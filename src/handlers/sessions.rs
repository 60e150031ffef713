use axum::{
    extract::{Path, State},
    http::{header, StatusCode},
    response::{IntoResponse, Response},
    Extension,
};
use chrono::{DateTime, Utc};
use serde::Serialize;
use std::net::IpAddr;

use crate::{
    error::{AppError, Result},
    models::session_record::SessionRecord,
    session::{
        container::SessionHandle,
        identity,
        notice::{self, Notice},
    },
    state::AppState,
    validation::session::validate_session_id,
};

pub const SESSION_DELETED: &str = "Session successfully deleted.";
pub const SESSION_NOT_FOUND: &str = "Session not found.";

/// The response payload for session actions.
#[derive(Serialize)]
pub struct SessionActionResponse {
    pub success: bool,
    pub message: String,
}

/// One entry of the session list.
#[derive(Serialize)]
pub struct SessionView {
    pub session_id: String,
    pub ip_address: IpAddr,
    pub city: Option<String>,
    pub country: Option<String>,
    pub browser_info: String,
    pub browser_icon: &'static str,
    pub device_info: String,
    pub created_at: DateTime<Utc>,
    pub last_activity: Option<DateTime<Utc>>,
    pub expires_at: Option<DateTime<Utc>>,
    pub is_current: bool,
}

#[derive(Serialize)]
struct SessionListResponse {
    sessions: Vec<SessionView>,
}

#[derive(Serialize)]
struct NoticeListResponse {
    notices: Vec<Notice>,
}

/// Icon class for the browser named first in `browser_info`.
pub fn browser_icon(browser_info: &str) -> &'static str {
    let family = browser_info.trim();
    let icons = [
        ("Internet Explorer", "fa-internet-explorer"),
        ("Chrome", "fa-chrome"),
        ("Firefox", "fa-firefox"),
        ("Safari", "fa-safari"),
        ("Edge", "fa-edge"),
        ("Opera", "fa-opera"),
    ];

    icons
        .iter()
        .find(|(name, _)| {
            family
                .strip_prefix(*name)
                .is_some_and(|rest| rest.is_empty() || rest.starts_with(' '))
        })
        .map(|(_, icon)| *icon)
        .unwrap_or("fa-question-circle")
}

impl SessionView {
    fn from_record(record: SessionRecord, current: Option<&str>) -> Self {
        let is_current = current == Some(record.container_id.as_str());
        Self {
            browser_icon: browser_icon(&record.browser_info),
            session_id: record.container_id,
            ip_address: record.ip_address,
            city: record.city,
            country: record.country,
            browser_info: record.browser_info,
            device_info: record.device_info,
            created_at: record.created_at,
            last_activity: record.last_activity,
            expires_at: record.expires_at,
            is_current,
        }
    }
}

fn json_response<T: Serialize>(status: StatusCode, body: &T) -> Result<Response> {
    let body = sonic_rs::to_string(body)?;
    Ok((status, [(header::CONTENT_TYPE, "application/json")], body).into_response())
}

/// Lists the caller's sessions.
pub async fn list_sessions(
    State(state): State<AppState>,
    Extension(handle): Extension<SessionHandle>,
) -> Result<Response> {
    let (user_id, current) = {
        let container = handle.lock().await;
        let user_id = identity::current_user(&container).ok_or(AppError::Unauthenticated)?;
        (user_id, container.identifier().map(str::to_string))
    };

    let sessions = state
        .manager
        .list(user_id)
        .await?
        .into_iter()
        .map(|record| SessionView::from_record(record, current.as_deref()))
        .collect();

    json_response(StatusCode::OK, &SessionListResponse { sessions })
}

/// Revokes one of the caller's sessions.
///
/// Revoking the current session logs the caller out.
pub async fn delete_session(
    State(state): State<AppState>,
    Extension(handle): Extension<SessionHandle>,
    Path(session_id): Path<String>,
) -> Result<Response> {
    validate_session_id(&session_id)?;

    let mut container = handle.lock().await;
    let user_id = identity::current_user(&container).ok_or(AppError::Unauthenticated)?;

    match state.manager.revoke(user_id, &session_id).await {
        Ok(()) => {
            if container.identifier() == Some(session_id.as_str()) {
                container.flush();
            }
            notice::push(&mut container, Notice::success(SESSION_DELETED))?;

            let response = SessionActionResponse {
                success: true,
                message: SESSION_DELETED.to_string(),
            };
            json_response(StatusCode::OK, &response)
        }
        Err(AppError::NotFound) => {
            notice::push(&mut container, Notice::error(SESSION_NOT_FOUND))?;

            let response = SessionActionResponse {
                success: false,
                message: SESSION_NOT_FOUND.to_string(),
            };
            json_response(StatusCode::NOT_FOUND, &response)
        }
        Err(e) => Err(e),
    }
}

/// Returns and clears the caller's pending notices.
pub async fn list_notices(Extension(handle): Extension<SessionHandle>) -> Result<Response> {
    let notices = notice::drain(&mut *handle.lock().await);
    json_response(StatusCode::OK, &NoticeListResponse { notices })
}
================================
**YOUR OBJECTIVE**
Give back, word for word, only the lines above from the line holding "use std::net::IpAddr;" to the line holding "pub struct SessionActionResponse", both included.

**SOLUTION TO THIS EXERCISE**
use std::net::IpAddr;

use crate::{
    error::{AppError, Result},
    models::session_record::SessionRecord,
    session::{
        container::SessionHandle,
        identity,
        notice::{self, Notice},
    },
    state::AppState,
    validation::session::validate_session_id,
};

pub const SESSION_DELETED: &str = "Session successfully deleted.";
pub const SESSION_NOT_FOUND: &str = "Session not found.";

/// The response payload for session actions.
#[derive(Serialize)]
pub struct SessionActionResponse {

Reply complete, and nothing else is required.